The valence electronic properties of S-ethyl flouromethanethioate (S-ethyl fluoromethsanethioate), FC(O)SCH2CH3, were investigated by means of He(I) photoelectron spectroscopy in conjunction with the ...analysis of the photofragmentation products determined by PEPICO (phtoelectron-photoion-coincidence) by using synchrotron radiation in the 11.1–21.6 eV photon energy range. The first band observed at 10.28 eV in the HeI photoelectron spectrum can be assigned with confidence to the ionization process from the HOMO nπ(S) orbital, which is described as a lone pair formally localized on the sulfur atom, in agreement with quantum chemical calculations using the outer valence Green function method OVGF/6-311++G (d,p).

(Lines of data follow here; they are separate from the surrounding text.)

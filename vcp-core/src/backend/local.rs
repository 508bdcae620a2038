//! Plain local filesystem backend (`file://` and bare paths)

use async_trait::async_trait;
use chrono::{DateTime, Utc};
use std::fs::Metadata;
use tokio::fs;

use super::{
    ByteReader, ByteWriter, CommitRecord, DirEntry, EntryInfo, RemoteId, RepoBackend,
    RepoBranchKey, RepoPath, WriteTransaction,
};
use crate::error::{Error, Result};
use crate::path;

/// Non-versioned backend over `tokio::fs`. Writes land immediately.
#[derive(Debug, Default)]
pub struct LocalBackend;

impl LocalBackend {
    pub fn new() -> Self {
        Self
    }
}

fn entry_info(meta: &Metadata) -> EntryInfo {
    if meta.is_dir() {
        return EntryInfo::directory();
    }
    let mtime = meta.modified().ok().map(DateTime::<Utc>::from);
    EntryInfo::file(meta.len(), mtime)
}

#[async_trait]
impl RepoBackend for LocalBackend {
    fn protocol(&self) -> &str {
        "file"
    }

    fn endpoint(&self) -> &str {
        "localhost"
    }

    fn is_versioned(&self) -> bool {
        false
    }

    fn resolve(&self, _path: &str) -> Result<Option<RepoPath>> {
        Ok(None)
    }

    async fn stat(&self, path: &str) -> Result<Option<EntryInfo>> {
        match fs::metadata(path).await {
            Ok(meta) => Ok(Some(entry_info(&meta))),
            Err(e) if e.kind() == std::io::ErrorKind::NotFound => Ok(None),
            Err(e) => Err(e.into()),
        }
    }

    async fn list(&self, dir: &str) -> Result<Vec<DirEntry>> {
        let mut entries = Vec::new();
        let mut rd = fs::read_dir(dir).await?;
        while let Some(entry) = rd.next_entry().await? {
            let name = entry.file_name().to_string_lossy().into_owned();
            let full = path::join(dir, &name);
            // Follow symlinks; dangling ones are skipped.
            let meta = match fs::metadata(&full).await {
                Ok(meta) => meta,
                Err(e) if e.kind() == std::io::ErrorKind::NotFound => {
                    tracing::warn!("Skipping dangling entry {}", full);
                    continue;
                }
                Err(e) => return Err(e.into()),
            };
            entries.push(DirEntry {
                name,
                path: full,
                info: entry_info(&meta),
            });
        }
        entries.sort_by(|a, b| a.name.cmp(&b.name));
        Ok(entries)
    }

    async fn open_for_read(&self, path: &str) -> Result<ByteReader> {
        let file = fs::File::open(path).await?;
        Ok(Box::new(file))
    }

    async fn open_for_write(&self, path: &str) -> Result<ByteWriter> {
        let file = fs::File::create(path).await?;
        Ok(Box::new(file))
    }

    async fn create_dir_all(&self, path: &str) -> Result<()> {
        fs::create_dir_all(path).await?;
        Ok(())
    }

    async fn begin_write_transaction(
        &self,
        key: &RepoBranchKey,
        _message: &str,
    ) -> Result<Box<dyn WriteTransaction>> {
        Err(Error::validation(format!(
            "local filesystem has no branches ({})",
            key
        )))
    }

    async fn preload_dedup_hints(
        &self,
        _remote: &RemoteId,
        _paths: &[(String, String)],
        _min_size: u64,
    ) -> Result<()> {
        Ok(())
    }

    async fn commit_log(&self, key: &RepoBranchKey) -> Result<Vec<CommitRecord>> {
        Err(Error::validation(format!(
            "local filesystem keeps no commit log ({})",
            key
        )))
    }
}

One of the most important fragmentation channels also observed in the valence region corresponds to the decarbonylation process yielding the M–CO·+ ion, which is clearly observed at m/z = 80. Moreover, S 2p and S 2s absorption edges have been examined by measuring the total ion yield spectra in the 160–240 eV region using variable synchrotron radiation. The dynamic of ionic fragmentation following the Auger electronic decay has been evaluated with the help of the PEPIPICO (photoion–photoion–photoelectron–coincidence spectra) technique.